I like how detailed this page is with the explanations, especially the fruit fly GABA experiment. The diagram in the figure made the pathway clearer. This page definitely helped me understand the importance of GABA in sleep regulation.
A couple suggestions I have:
1) Define barbiturates, give examples, why they’re bad, and/or what they do.
2) The format of the in-text references to the figures should be consistent with the other pages. So probably un-bold and use the entire word for figure (i.e., figure # or Figure #)
3) I’m not sure if this is possible, but the figure description of figure 2 was overwhelming to read. A sub-tab may help with this it is too much to fit on this page.
4) The section about GABA receptors and the structure details might deserve its own paragraph.
5) What is hyperpolarization of the cell? If it’s important, a figure here or a couple sentences could help explain why it leads to an increased inhibitory effect.
6) I like figure 3 and how its description shows where things bind. I do think it may be better to have this cited in-text (and incorporated) in the section about receptor structure.
I think overall this page does a great job of providing a thorough explanation of how GABA may be involved in sleep, with excellent research paper selection. The two main criticisms I have for this page are organization and flow. In order to combat these problems, I think the paragraph which explains what GABA is and its role in sleep(paragraph 3) can be broken into two paragraphs, one which gives a general overview of GABA function and one specific to sleep. I also think introducing GABA’s over all function could be either the first or second paragraph to increase flow.

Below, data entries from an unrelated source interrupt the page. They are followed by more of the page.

use std::future::Future;
use std::sync::Arc;
use std::time::Duration;

use dashmap::DashMap;
use parking_lot::RwLock;
use serde::Serialize;
use tokio::sync::{Mutex, OwnedMutexGuard};
use tracing::{debug, error, warn};

use crate::error::{Error, Result};
use crate::model::{Article, ArticlePage, Category, Homepage, Page, Quiz, Translations};
use crate::storage::CacheStore;

/// Shape check applied to primary results before they are cached.
pub trait Validate {
    fn validate(&self) -> Result<()>;
}

impl<T: Validate> Validate for Option<T> {
    fn validate(&self) -> Result<()> {
        match self {
            Some(value) => value.validate(),
            None => Err(Error::Shape("record not found".to_string())),
        }
    }
}

impl<T: Validate> Validate for Vec<T> {
    fn validate(&self) -> Result<()> {
        self.iter().try_for_each(Validate::validate)
    }
}

impl Validate for u64 {
    fn validate(&self) -> Result<()> {
        Ok(())
    }
}

impl Validate for Article {
    fn validate(&self) -> Result<()> {
        if self.id.is_empty() || self.slug.is_empty() {
            return Err(Error::Shape("article without id or slug".to_string()));
        }
        Ok(())
    }
}

impl Validate for Category {
    fn validate(&self) -> Result<()> {
        if self.slug.is_empty() {
            return Err(Error::Shape("category without slug".to_string()));
        }
        Ok(())
    }
}

impl Validate for Page {
    fn validate(&self) -> Result<()> {
        if self.slug.is_empty() {
            return Err(Error::Shape("page without slug".to_string()));
        }
        Ok(())
    }
}

impl Validate for ArticlePage {
    fn validate(&self) -> Result<()> {
        if (self.articles.len() as u64) > self.total {
            return Err(Error::Shape(format!(
                "page holds {} articles but reports a total of {}",
                self.articles.len(),
                self.total
            )));
        }
        self.articles.validate()
    }
}

impl Validate for Homepage {
    fn validate(&self) -> Result<()> {
        if self.is_empty() {
            return Err(Error::Shape("homepage has no content".to_string()));
        }
        self.hero.iter().try_for_each(Validate::validate)?;
        self.featured.validate()?;
        self.trending.validate()
    }
}

impl Validate for Quiz {
    fn validate(&self) -> Result<()> {
        if self.id.is_empty() {
            return Err(Error::Shape("quiz without id".to_string()));
        }
        Ok(())
    }
}

impl Validate for Translations {
    fn validate(&self) -> Result<()> {
        if self.is_empty() {
            return Err(Error::Shape("empty translation table".to_string()));
        }
        Ok(())
    }
}

#[derive(Debug, Clone, Default, PartialEq, Eq, Serialize)]
pub struct FallbackStats {
    pub cache_hits: u64,
    pub primary_successes: u64,
    pub fallbacks: u64,
    /// Misses answered by another caller's fetch: from the cache it filled,
    /// or from the secondary after it failed.
    pub coalesced: u64,
}

/// Per-key lock. The flag records that the fetch holding it failed, and
/// stays set until every caller queued on the key has gone.
type FlightSlot = Arc<Mutex<bool>>;

/// Cache, then primary, then secondary.
///
/// Primary failures never reach the caller. Only the secondary's own errors
/// propagate, and those indicate a broken fallback dataset.
pub struct FallbackOrchestrator {
    cache: CacheStore,
    inflight: DashMap<String, FlightSlot>,
    coalesce_misses: bool,
    stats: RwLock<FallbackStats>,
}

impl FallbackOrchestrator {
    pub fn new(cache: CacheStore) -> Self {
        Self {
            cache,
            inflight: DashMap::new(),
            coalesce_misses: true,
            stats: RwLock::new(FallbackStats::default()),
        }
    }

    pub fn with_coalescing(mut self, enabled: bool) -> Self {
        self.coalesce_misses = enabled;
        self
    }

    pub fn cache(&self) -> &CacheStore {
        &self.cache
    }

    pub fn stats(&self) -> FallbackStats {
        self.stats.read().clone()
    }

    /// Serve `key` from cache, else from `primary` (cached on success), else
    /// from `secondary` (never cached).
    pub async fn execute<T, P, S>(&self, key: &str, ttl: Duration, primary: P, secondary: S) -> Result<T>
    where
        T: Validate + Clone + Send + Sync + 'static,
        P: Future<Output = Result<T>>,
        S: Future<Output = Result<T>>,
    {
        if let Some(hit) = self.cache.get::<T>(key) {
            debug!("Cache hit for {}", key);
            self.stats.write().cache_hits += 1;
            return Ok(hit);
        }

        let mut flight = None;
        if self.coalesce_misses {
            let joined = self.join_flight(key).await;
            if let Some(hit) = self.cache.get::<T>(key) {
                debug!("Cache filled for {} while waiting", key);
                self.stats.write().coalesced += 1;
                return Ok(hit);
            }
            if joined.primary_failed() {
                debug!("Primary already failed for {} in this flight, serving fallback data", key);
                {
                    let mut stats = self.stats.write();
                    stats.coalesced += 1;
                    stats.fallbacks += 1;
                }
                drop(joined);
                return secondary.await;
            }
            flight = Some(joined);
        }

        match primary.await.and_then(|value| value.validate().map(|_| value)) {
            Ok(value) => {
                self.stats.write().primary_successes += 1;
                Ok(self.cache.set(key, value, ttl))
            }
            Err(err) => {
                if err.is_recoverable() {
                    warn!("Primary source failed for {}, serving fallback data: {}", key, err);
                } else {
                    error!("Unexpected primary error for {}, serving fallback data: {}", key, err);
                }
                self.stats.write().fallbacks += 1;
                if let Some(flight) = flight.as_mut() {
                    flight.mark_failed();
                }
                // Release the key so queued callers can reach the secondary.
                drop(flight);
                secondary.await
            }
        }
    }

    async fn join_flight<'a>(&'a self, key: &'a str) -> Flight<'a> {
        let lock = self
            .inflight
            .entry(key.to_string())
            .or_insert_with(|| Arc::new(Mutex::new(false)))
            .clone();

        Flight {
            key,
            inflight: &self.inflight,
            guard: Some(lock.lock_owned().await),
        }
    }
}

/// Holds the per-key lock for one primary fetch. The map entry is dropped
/// once nobody else is waiting on it.
struct Flight<'a> {
    key: &'a str,
    inflight: &'a DashMap<String, FlightSlot>,
    guard: Option<OwnedMutexGuard<bool>>,
}

impl Flight<'_> {
    fn primary_failed(&self) -> bool {
        self.guard.as_deref().copied().unwrap_or(false)
    }

    fn mark_failed(&mut self) {
        if let Some(failed) = self.guard.as_mut() {
            **failed = true;
        }
    }
}

impl Drop for Flight<'_> {
    fn drop(&mut self) {
        self.guard.take();
        self.inflight
            .remove_if(self.key, |_, lock| Arc::strong_count(lock) == 1);
    }
}

#[cfg(test)]
mod tests {
    use super::*;
    use crate::error::SourceError;
    use std::sync::atomic::{AtomicUsize, Ordering};

    fn article(slug: &str) -> Article {
        Article {
            id: format!("id-{}", slug),
            title: slug.to_string(),
            slug: slug.to_string(),
            excerpt: None,
            body: Default::default(),
            published_at: None,
            updated_at: None,
            locale: "en".to_string(),
            views: 0,
            tags: Vec::new(),
            image: None,
            author: Default::default(),
            category: None,
        }
    }

    fn page_of(slugs: &[&str], total: u64) -> ArticlePage {
        ArticlePage {
            articles: slugs.iter().map(|s| article(s)).collect(),
            total,
        }
    }

    fn down<T>() -> Result<T> {
        Err(SourceError::Http("connection refused".to_string()).into())
    }

    #[tokio::test]
    async fn test_primary_success_is_cached() {
        let orchestrator = FallbackOrchestrator::new(CacheStore::default());
        let ttl = Duration::from_secs(60);

        let first = orchestrator
            .execute("recent:en", ttl, async { Ok(page_of(&["a"], 1)) }, async { Ok(page_of(&["fb"], 1)) })
            .await
            .unwrap();
        assert_eq!(first.articles[0].slug, "a");

        let second = orchestrator
            .execute("recent:en", ttl, async { down::<ArticlePage>() }, async { Ok(page_of(&["fb"], 1)) })
            .await
            .unwrap();
        assert_eq!(second, first);

        let stats = orchestrator.stats();
        assert_eq!(stats.primary_successes, 1);
        assert_eq!(stats.cache_hits, 1);
        assert_eq!(stats.fallbacks, 0);
    }

    #[tokio::test]
    async fn test_primary_failure_serves_uncached_fallback() {
        let orchestrator = FallbackOrchestrator::new(CacheStore::default());

        let value = orchestrator
            .execute("count:en", Duration::from_secs(60), async { down::<u64>() }, async { Ok(2u64) })
            .await
            .unwrap();

        assert_eq!(value, 2);
        assert!(orchestrator.cache().is_empty());
        assert_eq!(orchestrator.stats().fallbacks, 1);
    }

    #[tokio::test]
    async fn test_invalid_shape_falls_back() {
        let orchestrator = FallbackOrchestrator::new(CacheStore::default());

        // More articles than the reported total.
        let value = orchestrator
            .execute(
                "recent:en",
                Duration::from_secs(60),
                async { Ok(page_of(&["a", "b"], 1)) },
                async { Ok(page_of(&["fb"], 1)) },
            )
            .await
            .unwrap();

        assert_eq!(value.articles[0].slug, "fb");
        assert!(orchestrator.cache().is_empty());
    }

    #[tokio::test]
    async fn test_missing_record_falls_back() {
        let orchestrator = FallbackOrchestrator::new(CacheStore::default());

        let value = orchestrator
            .execute(
                "article:en:x",
                Duration::from_secs(60),
                async { Ok(None::<Article>) },
                async { Ok(Some(article("x"))) },
            )
            .await
            .unwrap();

        assert_eq!(value.unwrap().slug, "x");
    }

    #[tokio::test]
    async fn test_secondary_errors_propagate() {
        let orchestrator = FallbackOrchestrator::new(CacheStore::default());

        let err = orchestrator
            .execute(
                "count:en",
                Duration::from_secs(60),
                async { down::<u64>() },
                async { Err::<u64, _>(Error::Config("broken dataset".to_string())) },
            )
            .await
            .unwrap_err();

        assert_eq!(err.error_code(), "CONFIG");
    }

    #[tokio::test(flavor = "multi_thread", worker_threads = 4)]
    async fn test_concurrent_misses_coalesce() {
        let orchestrator = Arc::new(FallbackOrchestrator::new(CacheStore::default()));
        let calls = Arc::new(AtomicUsize::new(0));

        let tasks: Vec<_> = (0..8)
            .map(|_| {
                let orchestrator = orchestrator.clone();
                let calls = calls.clone();
                tokio::spawn(async move {
                    orchestrator
                        .execute(
                            "count:en",
                            Duration::from_secs(60),
                            async {
                                calls.fetch_add(1, Ordering::SeqCst);
                                tokio::time::sleep(Duration::from_millis(50)).await;
                                Ok(10u64)
                            },
                            async { Ok(0u64) },
                        )
                        .await
                })
            })
            .collect();

        for task in tasks {
            assert_eq!(task.await.unwrap().unwrap(), 10);
        }

        assert_eq!(calls.load(Ordering::SeqCst), 1);
        assert!(orchestrator.inflight.is_empty());
    }

    #[tokio::test(flavor = "multi_thread", worker_threads = 4)]
    async fn test_waiters_skip_a_primary_that_just_failed() {
        let orchestrator = Arc::new(FallbackOrchestrator::new(CacheStore::default()));
        let calls = Arc::new(AtomicUsize::new(0));
        let started = std::time::Instant::now();

        let tasks: Vec<_> = (0..5)
            .map(|_| {
                let orchestrator = orchestrator.clone();
                let calls = calls.clone();
                tokio::spawn(async move {
                    orchestrator
                        .execute(
                            "count:en",
                            Duration::from_secs(60),
                            async {
                                calls.fetch_add(1, Ordering::SeqCst);
                                tokio::time::sleep(Duration::from_millis(200)).await;
                                down::<u64>()
                            },
                            async { Ok(2u64) },
                        )
                        .await
                })
            })
            .collect();

        for task in tasks {
            assert_eq!(task.await.unwrap().unwrap(), 2);
        }

        assert_eq!(calls.load(Ordering::SeqCst), 1);
        assert!(started.elapsed() < Duration::from_millis(600));
        assert!(orchestrator.cache().is_empty());
        assert!(orchestrator.inflight.is_empty());

        let stats = orchestrator.stats();
        assert_eq!(stats.fallbacks, 5);
        assert_eq!(stats.coalesced, 4);
    }

    #[tokio::test]
    async fn test_failed_flight_does_not_outlive_its_waiters() {
        let orchestrator = FallbackOrchestrator::new(CacheStore::default());

        let first = orchestrator
            .execute("count:en", Duration::from_secs(60), async { down::<u64>() }, async { Ok(2u64) })
            .await
            .unwrap();
        assert_eq!(first, 2);

        // A later caller gets a fresh flight and tries the primary again.
        let second = orchestrator
            .execute("count:en", Duration::from_secs(60), async { Ok(7u64) }, async { Ok(2u64) })
            .await
            .unwrap();
        assert_eq!(second, 7);
    }

    #[test]
    fn test_validation_rules() {
        assert!(page_of(&["a"], 1).validate().is_ok());
        assert!(page_of(&[], 0).validate().is_ok());
        assert!(page_of(&["a", "b"], 1).validate().is_err());
        assert!(Homepage::default().validate().is_err());
        assert!(Translations::new().validate().is_err());
        assert!(Some(article("a")).validate().is_ok());
        assert!(None::<Article>.validate().is_err());

        let mut broken = article("a");
        broken.slug.clear();
        assert!(vec![article("b"), broken].validate().is_err());
    }
}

Additionally, as Rob mentioned, there is a significant amount of technical terms in this section, and I think some summarizing would greatly benefit this page.
Edited the caption for figure 2 for conciseness and clarity!
I agree about the comments regarding defining barbiturates. I have included a small sentence regarding the primary role of barbiturates. Generally speaking, for primary use benzodiazepines are more commonly used in today’s society.